Here's some sample code that doesn't clarify ahead of time what the structure of the dictionary will be:
results = {}
results['users'] = get_users()
results['posts'] = [post for post in get_posts()]
if my_user_id not in results['users']:
results['users'].append(my_user_id)
results['last_post_times'] = [last_post_time for last_post_time in get_times()]
for lpt in results['last_post_times']:
if lpt['user'] not in results['users']:
raise SomeError
return results
Although it's not too hard to see, the structure of results can't be easily determined from the first line. You have to walk the code to see the structure.
>>> results = {
'users': [
'terry.gilliam',
'eric.idle',
'graham.chapman',
'john.cleese',
'michael.palin',
'terry.jones'
],
'posts': [
{
'user': 'john.cleese',
'content': 'How to defend yourself against a man armed with a banana.'
},
{
'user': 'eric.idle',
'content': '@john.cleese What about a pointed stick?'
}
],
'last_post_times': [...]
}
Another way of laying out this code would be like this. Here, we clarify the structure that results will have upfront.

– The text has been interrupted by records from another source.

//! Applies a snapshot artifact to the store's SQLite file
//!
//! Loading is all-or-nothing. Every statement is decoded before anything is
//! executed, then the verbatim statements run inside one transaction. A
//! failure at any point leaves the store file as it was.

use crate::artifact::{ArtifactReader, Statement};
use crate::error::{DurabilityError, DurabilityResult};
use kinesnap_core::Revision;
use rusqlite::Connection;
use std::path::Path;
use tracing::{debug, info};

/// Table and indexes the store expects
pub const KINE_SCHEMA: &str = "\
CREATE TABLE IF NOT EXISTS kine (
    id INTEGER PRIMARY KEY AUTOINCREMENT,
    name INTEGER,
    created INTEGER,
    deleted INTEGER,
    create_revision INTEGER,
    prev_revision INTEGER,
    lease INTEGER,
    value BLOB,
    old_value BLOB
);
CREATE INDEX IF NOT EXISTS kine_name_index ON kine (name);
CREATE INDEX IF NOT EXISTS kine_name_id_index ON kine (name, id);
CREATE INDEX IF NOT EXISTS kine_id_deleted_index ON kine (id, deleted);
CREATE INDEX IF NOT EXISTS kine_prev_revision_index ON kine (prev_revision);
CREATE UNIQUE INDEX IF NOT EXISTS kine_name_prev_revision_uindex ON kine (name, prev_revision);
";

/// Options for [`SnapshotLoader`]
#[derive(Debug, Clone, Copy, PartialEq, Eq)]
pub struct LoadOptions {
    /// Create the kine table and indexes when missing
    pub create_table: bool,
    /// Check the artifact against its manifest, when there is one
    pub verify_checksum: bool,
}

impl Default for LoadOptions {
    fn default() -> Self {
        LoadOptions {
            create_table: false,
            verify_checksum: true,
        }
    }
}

impl LoadOptions {
    /// Set whether to create the table
    pub fn create_table(mut self, create_table: bool) -> Self {
        self.create_table = create_table;
        self
    }

    /// Set whether to verify the manifest checksum
    pub fn verify_checksum(mut self, verify_checksum: bool) -> Self {
        self.verify_checksum = verify_checksum;
        self
    }
}

/// Result of a successful load
#[derive(Debug, Clone, Copy, PartialEq, Eq, Default)]
pub struct LoadReport {
    /// Statements executed
    pub statements_applied: usize,
    /// Id of the first record loaded
    pub first_id: Option<Revision>,
    /// Id of the last record loaded
    pub last_id: Option<Revision>,
}

/// Loads artifacts into a store file
pub struct SnapshotLoader;

impl SnapshotLoader {
    /// Load `artifact` into the SQLite file at `db_path`
    pub fn load(artifact: &Path, db_path: &Path, opts: LoadOptions) -> DurabilityResult<LoadReport> {
        let statements = ArtifactReader::read_statements(artifact, opts.verify_checksum)?;

        if !opts.create_table && !db_path.is_file() {
            return Err(DurabilityError::NotFound(db_path.to_path_buf()));
        }
        let mut conn = Connection::open(db_path)?;
        info!(
            "Loading {} statements from {} into {}",
            statements.len(),
            artifact.display(),
            db_path.display()
        );
        Self::apply(&mut conn, &statements, opts)
    }

    /// Load `artifact` through an already open connection
    pub fn load_into(
        conn: &mut Connection,
        artifact: &Path,
        opts: LoadOptions,
    ) -> DurabilityResult<LoadReport> {
        let statements = ArtifactReader::read_statements(artifact, opts.verify_checksum)?;
        Self::apply(conn, &statements, opts)
    }

    fn apply(
        conn: &mut Connection,
        statements: &[Statement],
        opts: LoadOptions,
    ) -> DurabilityResult<LoadReport> {
        let tx = conn.transaction()?;
        if opts.create_table {
            tx.execute_batch(KINE_SCHEMA)?;
        }
        for statement in statements {
            tx.execute(&statement.text, ())?;
        }
        tx.commit()?;

        let report = LoadReport {
            statements_applied: statements.len(),
            first_id: statements.first().map(|s| s.record.id),
            last_id: statements.last().map(|s| s.record.id),
        };
        debug!(?report, "Snapshot loaded");
        Ok(report)
    }
}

results = { 'users': [], 'posts': [], 'last_post_times': [] }
# The rest is the same...
results['users'] = get_users()
results['posts'] = [post for post in get_posts()]
if my_user_id not in results['users']:
results['users'].append(my_user_id)
results['last_post_times'] = [last_post_time for last_post_time in get_times()]
for lpt in results['last_post_times']:
if lpt['user'] not in results['users']:
raise SomeError
return results
Now, from looking only at the first line, we know the structure that results will take. We don't have to decipher it. There's no performance difference in either approach, but laying out the structure of the dictionary ahead of time makes the code more easily scannable.
Python will let you be sloppy in ways that Java just won't. Overall I much prefer working in Python, but because its so forgivable and dynamic, I'm constantly finding myself forcing structure onto my code to make it more understandable when I eventually come back to it.
Update: Someone at the local Python meetup group told me about NamedTuples saying, "If you're looking for that structure, I'm wondering if you should be using a dictionary."